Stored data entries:
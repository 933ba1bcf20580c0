use chrono::{DateTime, SubsecRound, Utc};
use serde::{Deserialize, Serialize};

/// Placeholder title given to every freshly created session.
pub const DEFAULT_TITLE: &str = "New Health Chat";
/// Title used when automatic title generation fails.
pub const FALLBACK_TITLE: &str = "Health Chat";
/// Title of the session produced by importing a share link.
pub const SHARED_TITLE: &str = "Shared Chat";

/// Persisted timestamps have millisecond resolution, so new ones are created
/// at that resolution too and survive a round trip unchanged.
pub fn now_millis() -> DateTime<Utc> {
    Utc::now().trunc_subsecs(3)
}

fn new_id() -> String {
    uuid::Uuid::new_v4().to_string()
}

/// True for titles that were never replaced by a real one.
pub fn is_generic_title(title: &str) -> bool {
    title == DEFAULT_TITLE || title == FALLBACK_TITLE
}

#[derive(Debug, Clone, Copy, PartialEq, Eq, Serialize, Deserialize)]
#[serde(rename_all = "lowercase")]
pub enum MessageRole {
    User,
    Assistant,
}

impl MessageRole {
    pub fn as_str(&self) -> &'static str {
        match self {
            MessageRole::User => "user",
            MessageRole::Assistant => "assistant",
        }
    }
}

impl std::fmt::Display for MessageRole {
    fn fmt(&self, f: &mut std::fmt::Formatter<'_>) -> std::fmt::Result {
        f.write_str(self.as_str())
    }
}

/// Thumbs up / thumbs down. Absence of feedback is `None` on the message.
#[derive(Debug, Clone, Copy, PartialEq, Eq, Serialize, Deserialize)]
#[serde(rename_all = "lowercase")]
pub enum Feedback {
    Up,
    Down,
}

impl Feedback {
    /// Clicking the active value clears it, anything else replaces it.
    pub fn toggle(current: Option<Feedback>, requested: Feedback) -> Option<Feedback> {
        if current == Some(requested) {
            None
        } else {
            Some(requested)
        }
    }
}

#[derive(Debug, Clone, PartialEq, Eq, Serialize, Deserialize)]
pub struct Message {
    pub id: String,
    pub role: MessageRole,
    pub content: String,
    #[serde(with = "chrono::serde::ts_milliseconds")]
    pub timestamp: DateTime<Utc>,
    #[serde(default, skip_serializing_if = "Option::is_none")]
    pub feedback: Option<Feedback>,
}

impl Message {
    pub fn new(role: MessageRole, content: impl Into<String>) -> Self {
        Self {
            id: new_id(),
            role,
            content: content.into(),
            timestamp: now_millis(),
            feedback: None,
        }
    }

    pub fn user(content: impl Into<String>) -> Self {
        Self::new(MessageRole::User, content)
    }

    /// Empty assistant reply, filled in while the response streams.
    pub fn placeholder() -> Self {
        Self::new(MessageRole::Assistant, String::new())
    }
}

#[derive(Debug, Clone, PartialEq, Eq, Serialize, Deserialize)]
#[serde(rename_all = "camelCase")]
pub struct ChatSession {
    pub id: String,
    pub title: String,
    #[serde(default)]
    pub messages: Vec<Message>,
    #[serde(with = "chrono::serde::ts_milliseconds")]
    pub created_at: DateTime<Utc>,
}

impl ChatSession {
    pub fn new(title: impl Into<String>) -> Self {
        Self {
            id: new_id(),
            title: title.into(),
            messages: Vec::new(),
            created_at: now_millis(),
        }
    }

    pub fn with_messages(title: impl Into<String>, messages: Vec<Message>) -> Self {
        Self { messages, ..Self::new(title) }
    }
}

// ── API payloads ──────────────────────────────────────────────────────────────

#[derive(Debug, Deserialize)]
pub struct ChatRequest {
    #[serde(default)]
    pub session_id: Option<String>,
    pub message: String,
}

#[derive(Debug, Serialize)]
pub struct ChatResponse {
    pub session_id: String,
    pub message: Message,
}

#[derive(Debug, Serialize)]
pub struct StateResponse {
    pub current_session_id: Option<String>,
    pub loading: bool,
}

#[derive(Debug, Deserialize)]
pub struct SearchQuery {
    #[serde(default)]
    pub q: String,
}

#[derive(Debug, Deserialize)]
pub struct RenameRequest {
    pub title: String,
}

#[derive(Debug, Deserialize)]
pub struct FeedbackRequest {
    pub feedback: Feedback,
}

#[derive(Debug, Serialize)]
pub struct FeedbackResponse {
    pub feedback: Option<Feedback>,
}

#[derive(Debug, Serialize, Deserialize)]
pub struct ShareToken {
    pub token: String,
}

/// WebSocket request sent by the client.
#[derive(Debug, Deserialize)]
pub struct WsChatRequest {
    #[serde(default)]
    pub session_id: Option<String>,
    pub message: String,
}

/// WebSocket event sent to the client (internally tagged).
#[derive(Debug, Clone, Serialize)]
#[serde(tag = "type", rename_all = "snake_case")]
pub enum WsEvent {
    StreamStart { session_id: String, message_id: String },
    StreamUpdate { message_id: String, content: String },
    StreamEnd { message_id: String, full_content: String },
    Error { message: String },
}
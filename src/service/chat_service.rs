use std::sync::Arc;

use tokio::sync::mpsc;
use tokio::task::JoinHandle;
use tracing::{debug, error, info};

use crate::agent::CompletionBackend;
use crate::errors::AppError;
use crate::models::{is_generic_title, ChatSession, Message};
use crate::service::title_service::TitleGenerator;
use crate::share;
use crate::store::{SessionStore, TurnGuard};

const MAX_MESSAGE_LENGTH: usize = 8000;
const FRAGMENT_BUFFER: usize = 64;

/// Shown in place of the reply when the model cannot be reached.
pub const STREAM_ERROR_MESSAGE: &str =
    "Sorry, I encountered an error. Please check your connection and try again.";

/// Message counts at which a title is generated: the first exchange always,
/// the second only while the title is still generic.
const FIRST_TITLE_CHECKPOINT: usize = 2;
const SECOND_TITLE_CHECKPOINT: usize = 4;

/// A turn whose messages are in the session but whose reply has not been
/// streamed yet. The session stays busy until the turn is run or dropped.
pub struct PendingTurn {
    pub session_id: String,
    pub user_message: Message,
    pub assistant_message: Message,
    history: Vec<Message>,
    guard: TurnGuard,
}

#[derive(Debug)]
pub struct TurnOutcome {
    pub session_id: String,
    /// The assistant message as finally stored.
    pub message: Message,
    pub succeeded: bool,
    /// Background title generation started by this turn, if any.
    pub title_task: Option<JoinHandle<()>>,
}

#[derive(Clone)]
pub struct ChatService {
    store: SessionStore,
    backend: Arc<dyn CompletionBackend>,
    titles: TitleGenerator,
}

impl ChatService {
    pub fn new(store: SessionStore, backend: Arc<dyn CompletionBackend>) -> Self {
        let titles = TitleGenerator::new(backend.clone());
        Self { store, backend, titles }
    }

    pub fn store(&self) -> &SessionStore {
        &self.store
    }

    /// Runs one full turn: append, stream, finalize.
    ///
    /// The turn runs on its own task, so dropping the returned future (a
    /// client hanging up) does not cut the reply short.
    pub async fn send_message(
        &self,
        session_id: Option<&str>,
        content: &str,
    ) -> Result<TurnOutcome, AppError> {
        let turn = self.begin_turn(session_id, content)?;
        let svc = self.clone();
        tokio::spawn(async move { svc.run_turn(turn).await })
            .await
            .map_err(|e| AppError::Unexpected(format!("Chat turn failed: {e}")))
    }

    /// Validates the input and appends the user message and the empty
    /// assistant placeholder. Without a `session_id` the current session is
    /// used, or a new one when there is none.
    pub fn begin_turn(&self, session_id: Option<&str>, content: &str) -> Result<PendingTurn, AppError> {
        // ── Validation ────────────────────────────────────────────────────────
        if content.trim().is_empty() {
            return Err(AppError::EmptyField { field_name: "message".to_string() });
        }
        if content.len() > MAX_MESSAGE_LENGTH {
            return Err(AppError::FieldTooLong {
                field_name: "message".to_string(),
                max_length: MAX_MESSAGE_LENGTH,
                actual_length: content.len(),
            });
        }

        // ── Resolve or create session ─────────────────────────────────────────
        let session_id = match session_id {
            Some(id) => self
                .store
                .session(id)
                .map(|s| s.id)
                .ok_or_else(|| AppError::session_not_found(id))?,
            None => match self.store.current_session_id() {
                Some(id) => id,
                None => self.store.create_session().id,
            },
        };

        // ── Append user message and placeholder ───────────────────────────────
        let user_message = Message::user(content);
        let assistant_message = Message::placeholder();
        let (history, guard) =
            self.store
                .begin_turn(&session_id, user_message.clone(), assistant_message.clone())?;

        Ok(PendingTurn { session_id, user_message, assistant_message, history, guard })
    }

    /// Streams the reply for `turn` into its placeholder. Never fails: a
    /// broken stream leaves [`STREAM_ERROR_MESSAGE`] as the reply.
    pub async fn run_turn(&self, turn: PendingTurn) -> TurnOutcome {
        let PendingTurn { session_id, user_message, assistant_message, history, guard } = turn;
        let message_id = assistant_message.id.clone();

        // ── Stream fragments from the model via a channel ─────────────────────
        let (tx, mut rx) = mpsc::channel::<String>(FRAGMENT_BUFFER);
        let backend = self.backend.clone();
        let prompt = user_message.content.clone();
        let stream_handle =
            tokio::spawn(async move { backend.stream_chat(&history, &prompt, tx).await });

        let mut full_content = String::new();
        while let Some(fragment) = rx.recv().await {
            full_content.push_str(&fragment);
            self.apply(&session_id, &message_id, &full_content);
        }

        let result = match stream_handle.await {
            Ok(result) => result,
            Err(e) => Err(AppError::Unexpected(format!("Streaming task failed: {e}"))),
        };
        let succeeded = match result {
            Ok(()) => true,
            Err(e) => {
                error!("Reply in session {session_id} failed: {e}");
                full_content = STREAM_ERROR_MESSAGE.to_string();
                self.apply(&session_id, &message_id, &full_content);
                false
            }
        };
        drop(guard);

        let session = self.store.session(&session_id);
        let message = session
            .as_ref()
            .and_then(|s| s.messages.iter().find(|m| m.id == message_id).cloned())
            .unwrap_or(Message { content: full_content, ..assistant_message });

        let title_task = match (&session, succeeded) {
            (Some(session), true) => self.maybe_retitle(session, &user_message.content),
            _ => None,
        };

        TurnOutcome { session_id, message, succeeded, title_task }
    }

    /// Writes `content` into the reply. The session may have been deleted
    /// while the reply was streaming; that update is dropped.
    fn apply(&self, session_id: &str, message_id: &str, content: &str) {
        if let Err(e) = self.store.set_message_content(session_id, message_id, content) {
            debug!("Dropping stale reply update: {e}");
        }
    }

    fn maybe_retitle(&self, session: &ChatSession, seed: &str) -> Option<JoinHandle<()>> {
        let count = session.messages.len();
        let due = count == FIRST_TITLE_CHECKPOINT
            || (count == SECOND_TITLE_CHECKPOINT && is_generic_title(&session.title));
        if !due {
            return None;
        }

        let titles = self.titles.clone();
        let store = self.store.clone();
        let session_id = session.id.clone();
        let seed = seed.to_string();
        Some(tokio::spawn(async move {
            let title = titles.generate_title(&seed).await;
            match store.set_title(&session_id, &title) {
                Ok(()) => info!("Session {session_id} titled '{title}'"),
                Err(e) => debug!("Skipping generated title: {e}"),
            }
        }))
    }

    pub async fn suggest_titles(&self, session_id: &str) -> Result<Vec<String>, AppError> {
        let session = self
            .store
            .session(session_id)
            .ok_or_else(|| AppError::session_not_found(session_id))?;
        Ok(self.titles.generate_title_suggestions(&session.messages).await)
    }

    pub fn share_session(&self, session_id: &str) -> Result<String, AppError> {
        let session = self
            .store
            .session(session_id)
            .ok_or_else(|| AppError::session_not_found(session_id))?;
        Ok(share::encode(&session.messages)?)
    }
}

### Task description
The answer must hold exactly the lines of the entries above, from the first line through the line that contains "fn new_id() ->", and no others.

### Your solution
repository 933ba1bcf20580c0
use chrono::{DateTime, SubsecRound, Utc};
use serde::{Deserialize, Serialize};

/// Placeholder title given to every freshly created session.
pub const DEFAULT_TITLE: &str = "New Health Chat";
/// Title used when automatic title generation fails.
pub const FALLBACK_TITLE: &str = "Health Chat";
/// Title of the session produced by importing a share link.
pub const SHARED_TITLE: &str = "Shared Chat";

/// Persisted timestamps have millisecond resolution, so new ones are created
/// at that resolution too and survive a round trip unchanged.
pub fn now_millis() -> DateTime<Utc> {
    Utc::now().trunc_subsecs(3)
}

fn new_id() -> String {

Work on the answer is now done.